- Interactive map of City Park
- Location: Kabul, Afghanistan
- Coordinates: 34°30′40″N 69°09′45″E﻿ / ﻿34.51111°N 69.16250°E
- Area: 24 acres (9.7 ha)
- Elevation: 1,804 m (5,919 ft)
- Created: Mufkora
- Founder: Kabul Municipality
- Open: 2014
- Status: Active
- Plants: Yes
- Species: Pine, weeping, shrub, flower

= City Park, Kabul =

Amusement park in Kabul, Afghanistan

The City Park (پارک شهر; د ښار پارک), also called the Kabul City Park, is an amusement park located in the center of Kabul, Afghanistan, next to the Kabul Zoo and not far from the Gardens of Babur. It was built by a private company through Kabul Municipality and opened to the public in October 2014. It became the first such park in Kabul.

The amusement park covers about 24 acres of land and has various rides, including a Ferris wheel, drop tower, evolution, jump and smile, skydiver, octopus, carousel and bumper cars. There is also an arcade game room and a restaurant called Marhaba inside the park. The Kam Air McDonnell Douglas MD-87 passenger jet in front of the park is part of the restaurant. It was added to the park in 2017 and people can eat inside it.

The park was temporarily closed as a result of the COVID-19 pandemic but reopened on 3 September 2020 after the easing of restrictions.

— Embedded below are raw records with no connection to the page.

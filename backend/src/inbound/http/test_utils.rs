//! Test helpers for inbound HTTP components.

use actix_session::{SessionMiddleware, storage::CookieSessionStore};
use actix_web::cookie::{Cookie, Key};
use actix_web::dev::{Service, ServiceResponse};
use actix_web::test;
use serde_json::json;

use crate::inbound::http::state::{HttpState, HttpStatePorts};

/// Build a session middleware configured for tests.
///
/// - Generates a fresh signing/encryption key per invocation.
/// - Sets the cookie name to `session` and disables the `Secure` flag for
///   local HTTP tests.
pub fn test_session_middleware() -> SessionMiddleware<CookieSessionStore> {
    SessionMiddleware::builder(CookieSessionStore::default(), Key::generate())
        .cookie_name("session".to_owned())
        .cookie_secure(false)
        .build()
}

/// State backed entirely by fixtures. The fixture login accepts `123456`
/// and treats every phone as an admin.
pub fn fixture_state() -> HttpState {
    HttpState::new(HttpStatePorts::default())
}

/// Log in through `POST /api/v1/auth/verify` and return the session cookie.
///
/// The app under test must mount [`crate::inbound::http::auth::verify_code`].
pub async fn login_cookie<S>(app: &S) -> Cookie<'static>
where
    S: Service<actix_http::Request, Response = ServiceResponse, Error = actix_web::Error>,
{
    let res = test::call_service(
        app,
        test::TestRequest::post()
            .uri("/api/v1/auth/verify")
            .set_json(json!({"phone": "515-555-0142", "code": "123456"}))
            .to_request(),
    )
    .await;
    assert!(res.status().is_success(), "login failed: {}", res.status());
    res.response()
        .cookies()
        .find(|cookie| cookie.name() == "session")
        .expect("session cookie")
        .into_owned()
}
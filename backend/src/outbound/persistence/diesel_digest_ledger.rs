//! PostgreSQL-backed `DigestLedger`.
//!
//! A claim is an insert into `digest_runs` keyed by date; the primary key
//! lets exactly one process win across restarts and replicas.

use async_trait::async_trait;
use chrono::{DateTime, NaiveDate, Utc};
use diesel::prelude::*;
use diesel::result::Error as DieselError;
use diesel_async::RunQueryDsl;

use crate::domain::ports::{DigestLedger, DigestLedgerError};

use super::diesel_error_mapping;
use super::pool::{DbPool, PoolError};
use super::schema::digest_runs;

/// Diesel-backed implementation of the `DigestLedger` port.
#[derive(Clone)]
pub struct DieselDigestLedger {
    pool: DbPool,
}

impl DieselDigestLedger {
    /// Create a new ledger with the given connection pool.
    pub fn new(pool: DbPool) -> Self {
        Self { pool }
    }
}

fn map_pool_error(error: PoolError) -> DigestLedgerError {
    diesel_error_mapping::map_pool_error(error, DigestLedgerError::connection)
}

fn map_diesel_error(error: DieselError) -> DigestLedgerError {
    diesel_error_mapping::map_diesel_error(
        error,
        DigestLedgerError::query,
        DigestLedgerError::connection,
    )
}

#[async_trait]
impl DigestLedger for DieselDigestLedger {
    async fn claim(&self, date: NaiveDate, now: DateTime<Utc>) -> Result<bool, DigestLedgerError> {
        let mut conn = self.pool.get().await.map_err(map_pool_error)?;
        let inserted = diesel::insert_into(digest_runs::table)
            .values((digest_runs::digest_date.eq(date), digest_runs::sent_at.eq(now)))
            .on_conflict(digest_runs::digest_date)
            .do_nothing()
            .execute(&mut conn)
            .await
            .map_err(map_diesel_error)?;
        Ok(inserted == 1)
    }
}
//! End-of-day summary across sites.

use std::fmt::Write as _;

use chrono::NaiveDate;

use super::site::Site;
use super::truck::{Truck, TruckStatus, average};

/// Longest SMS digest body.
pub const DIGEST_SMS_LIMIT: usize = 1500;

/// Figures for one site.
#[derive(Debug, Clone, PartialEq)]
pub struct SiteDigest {
    /// Site code.
    pub code: String,
    /// Site name.
    pub name: String,
    /// Trucks currently en route.
    pub en_route: usize,
    /// Trucks currently arrived.
    pub arrived: usize,
    /// Trucks currently loading.
    pub loading: usize,
    /// Trucks departed.
    pub departed: usize,
    /// Mean arrival-to-loading minutes.
    pub avg_wait: Option<f64>,
    /// Mean arrival-to-departure minutes.
    pub avg_total: Option<f64>,
}

impl SiteDigest {
    /// Summarise one site's trucks for the day.
    #[must_use]
    pub fn build(site: &Site, trucks: &[Truck]) -> Self {
        let count = |status: TruckStatus| trucks.iter().filter(|t| t.status == status).count();
        let waits: Vec<f64> = trucks.iter().filter_map(Truck::wait_minutes).collect();
        let totals: Vec<f64> = trucks.iter().filter_map(Truck::total_minutes).collect();
        Self {
            code: site.code.to_string(),
            name: site.name.clone(),
            en_route: count(TruckStatus::EnRoute),
            arrived: count(TruckStatus::Arrived),
            loading: count(TruckStatus::Loading),
            departed: count(TruckStatus::Departed),
            avg_wait: average(&waits),
            avg_total: average(&totals),
        }
    }
}

fn format_average(value: Option<f64>) -> String {
    value.map_or_else(|| "\u{2014}".to_owned(), |minutes| format!("{minutes:.1}"))
}

/// The digest for one local date.
#[derive(Debug, Clone, PartialEq)]
pub struct DailyDigest {
    /// Local date summarised.
    pub date: NaiveDate,
    /// Per-site figures, ordered by site id.
    pub sites: Vec<SiteDigest>,
}

impl DailyDigest {
    /// Email subject line.
    #[must_use]
    pub fn subject(&self) -> String {
        format!("Daily Digest \u{2014} {}", self.date)
    }

    /// HTML body for email.
    #[must_use]
    pub fn html(&self) -> String {
        let mut html = format!("<div><h2>{}</h2>", self.subject());
        for site in &self.sites {
            // Writing into a String cannot fail.
            let _ = write!(
                html,
                "<h3>{code} \u{2014} {name}</h3><ul>\
                 <li>En Route: {en_route}</li>\
                 <li>Arrived: {arrived}</li>\
                 <li>Loading: {loading}</li>\
                 <li>Departed: {departed}</li>\
                 <li>Avg Wait (Arrived\u{2192}Loading): {wait} min</li>\
                 <li>Avg Total (Arrived\u{2192}Departed): {total} min</li>\
                 </ul>",
                code = site.code,
                name = site.name,
                en_route = site.en_route,
                arrived = site.arrived,
                loading = site.loading,
                departed = site.departed,
                wait = format_average(site.avg_wait),
                total = format_average(site.avg_total),
            );
        }
        html.push_str("</div>");
        html
    }

    /// Plain-text SMS body, capped at [`DIGEST_SMS_LIMIT`] characters.
    #[must_use]
    pub fn sms_text(&self) -> String {
        let text = strip_tags(&self.html());
        format!("Daily Digest {}: {text}", self.date)
            .chars()
            .take(DIGEST_SMS_LIMIT)
            .collect()
    }
}

/// Replace tags with spaces and collapse whitespace runs.
fn strip_tags(html: &str) -> String {
    let mut spaced = String::with_capacity(html.len());
    let mut in_tag = false;
    for c in html.chars() {
        match c {
            '<' => in_tag = true,
            '>' if in_tag => {
                in_tag = false;
                spaced.push(' ');
            }
            _ if in_tag => {}
            other => spaced.push(other),
        }
    }
    spaced.split_whitespace().collect::<Vec<_>>().join(" ")
}

#[cfg(test)]
mod tests {
    use super::*;
    use crate::domain::phone::PhoneNumber;
    use crate::domain::site::{SiteCode, SiteId};
    use crate::domain::truck::{LineType, NewTruck, QueueCode, TruckId};
    use chrono::{Duration, TimeZone, Utc};
    use rstest::{fixture, rstest};

    #[fixture]
    fn site() -> Site {
        Site {
            id: SiteId::new(100),
            code: SiteCode::new("CIF").expect("valid code"),
            name: "Cargill Iowa Falls".to_owned(),
            min_interval_minutes: 5,
        }
    }

    fn truck(id: i64, status: TruckStatus) -> Truck {
        let created_at = Utc
            .with_ymd_and_hms(2026, 3, 2, 8, 0, 0)
            .single()
            .expect("valid time");
        Truck::from_new(
            TruckId::new(id),
            NewTruck {
                site_id: SiteId::new(100),
                checkin_date: created_at.date_naive(),
                phone: PhoneNumber::from_stored("+15155550142"),
                line_type: LineType::Load,
                status,
                queue_code: QueueCode::parse("0421").expect("valid code"),
                created_at,
            },
        )
    }

    #[rstest]
    fn site_digest_counts_current_statuses(site: Site) {
        let mut served = truck(1, TruckStatus::Arrived);
        let arrived = served.created_at;
        served.transition_to(TruckStatus::Loading, arrived + Duration::minutes(12));
        served.transition_to(TruckStatus::Departed, arrived + Duration::minutes(47));
        let trucks = [
            served,
            truck(2, TruckStatus::EnRoute),
            truck(3, TruckStatus::Arrived),
        ];

        let digest = SiteDigest::build(&site, &trucks);

        assert_eq!(
            (digest.en_route, digest.arrived, digest.loading, digest.departed),
            (1, 1, 0, 1)
        );
        assert_eq!(digest.avg_wait, Some(12.0));
        assert_eq!(digest.avg_total, Some(47.0));
    }

    #[rstest]
    fn empty_day_renders_dashes(site: Site) {
        let digest = DailyDigest {
            date: NaiveDate::from_ymd_opt(2026, 3, 2).expect("valid date"),
            sites: vec![SiteDigest::build(&site, &[])],
        };
        let text = digest.sms_text();
        assert!(text.starts_with("Daily Digest 2026-03-02: Daily Digest \u{2014} 2026-03-02 CIF"));
        assert!(text.contains("Avg Wait (Arrived\u{2192}Loading): \u{2014} min"));
        assert!(!text.contains('<'));
        assert_eq!(digest.subject(), "Daily Digest \u{2014} 2026-03-02");
    }

    #[rstest]
    fn sms_text_is_capped(site: Site) {
        let digest = DailyDigest {
            date: NaiveDate::from_ymd_opt(2026, 3, 2).expect("valid date"),
            sites: vec![SiteDigest::build(&site, &[]); 40],
        };
        assert_eq!(digest.sms_text().chars().count(), DIGEST_SMS_LIMIT);
    }
}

After the Taliban takeover, some members of the Taliban were reported to be visiting the park to enjoy themselves.

On 8 May 2022, women were prevented from entering the park after the Taliban banned local women from entering the park on Eid al-Fitr. On 10 November 2022, the ban was extended to all parks regardless of the time. The ban on women does not apply to women in possession of passports of other countries.